Dr. Coleman: Thank you so much, Ursula. I’m Rob Coleman. I’m a gynecologic oncologist with US Oncology Network, here in sunny Houston. It’s always sunny, hot, and humid in Houston. I also serve as a codirector for GOG Partners, and I’m the chief medical officer for Vaniam Group. It’s great to be with you.
Dr. Matulonis: I think what we’re going to do in the next few minutes is give clinicians a high-level view of what we see as new agents coming down the road, coming down the pike, for our patients with relapsed endometrial cancer. [Much] has already changed, and Dr. Eskander has been a leader in that, [including] the movement of immunotherapy drugs, anti-PD-1 drugs, to the upfront setting, based on the presence of mismatch repair deficiency or not, or perhaps even regardless of that.
I think it is important [to remember], some patients are still going to unfortunately relapse, despite receiving that therapy, or have progressive disease, despite receiving platinum-based chemotherapy and an anti-PD-1 agent.
I would like to hear from you all. I think certainly some of the newer drugs that are moving through would include WEE1 inhibitors, CDK4/6 inhibitors, and different permutations of immuno-oncology agents, specifically combinations. We’ve already talked about antibody drug conjugates in another program. I think we’re going to sort of move those to the side. They are also very exciting, but I think we’re here to talk about other agents.
I’m going to start with you, Rob, if you have a particular favorite that you find exciting moving forward.
Dr. Coleman: I have lots of favorites. There are so many different [ways] we could go about this. I’d like to maybe start on the endocrine side, because we never really get a chance to talk about endocrine therapy very often in endometrial cancer. Yet that was our very first approved drug in endometrial cancer. This hormonal access, I think, has been important for us. We’ve kind of struggled to figure out where it should go. Now that we know a lot more about endocrine signaling in endometrial cancer, and now with the availability of other agents that we can combine with this, we’ve had some modest success with these combinations.
Two of the accesses I think that have been really interesting to follow have been this mTOR AKT PI3 kinase pathway, for which we now have combinations that are showing some efficacy, with individual targets that combine with endocrine therapy. Also, the CDK4/6 inhibitors. Even expansion of the CDK, the second kinase pathways, have been following and mirroring, to some extent, what we see in breast cancer.

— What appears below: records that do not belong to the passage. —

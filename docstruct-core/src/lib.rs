// DocStruct Core Library
//
// Offline document structure extraction from a single raster image.
// Main interface for turning a scanned page into lines, blocks, tables and entities.

pub mod config;
pub mod errors;
pub mod imaging;
pub mod ingestion;
pub mod output;
pub mod processor;
pub mod recognizers;
pub mod stages;
pub mod types;

// Re-export main types and functions for easy use
pub use types::*;
pub use config::EngineConfig;
pub use errors::{FailureCategory, IngestError, PipelineError, RecognitionError};
pub use imaging::{ImageOps, ImageprocBackend};
pub use ingestion::MediaType;
pub use processor::{DocumentProcessor, PipelineStages};
pub use recognizers::{
    CancelHandle, ReplayRecognizer, StopSignal, TesseractRecognizer, TokenRecognizer,
};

I’m happy that we get a chance to actually talk about endocrine therapy, because it is quite effective. I think our struggles have been, “How do we demonstrate this in these independent roles in endometrial cancer patients?” There certainly is a cohort of patients with low-grade endocrine receptor-expressing endometrial cancer who would be good candidates for this kind of therapy. New trials are coming that are looking at the combination of CDK4/6 with anti-estrogen-based therapies. Several different options are out there. I kind of like that as a narrative, which we haven’t had a chance to talk about in the past.
Dr. Matulonis: I think that’s super important. There have been a number of trials now looking at the CDK4/6 inhibitor combinations in recurrent endometrial cancer. Some have been published, and some are ongoing. That’s for patients with estrogen receptor–positive endometrial cancers. Most of those are going to be low-grade endometrioid tumors that are p53 wild-type. At least, what we found in the abemaciclib/letrozole study, is that p53 mutated cancers did not respond as well. It’s really that estrogen receptor–positive p53 wild-type population.
Ramez – along that line of what Rob talked about in terms of signaling pathways – obviously when we sequence our patients and their cancers, we occasionally will find RAS mutations. That is not uncommon, certainly in endometrial cancer, specifically in endometrioid cancers. There are a number of different RAS inhibitors or other ways of inhibiting the RAS-MAP kinase pathway. Are there any agents that you’ve tested or seen results from that you’re excited about?
Dr. Eskander: I think this is an exciting time. I’ll back up just one second, because there’s one part of this conversation that I think is so relevant and important. Which is that we’ve talked a lot about the molecular characterization of endometrial cancer over the years. Of course, it started with The Cancer Genome Atlas (TCGA). It catalyzed the way that we thought about endometrial cancer management and drug development. We’ve made, certainly, a big leap with the mismatch repair–deficient population with immunotherapy. There’s room for improvement within the pMMR – the mismatch repair proficient population.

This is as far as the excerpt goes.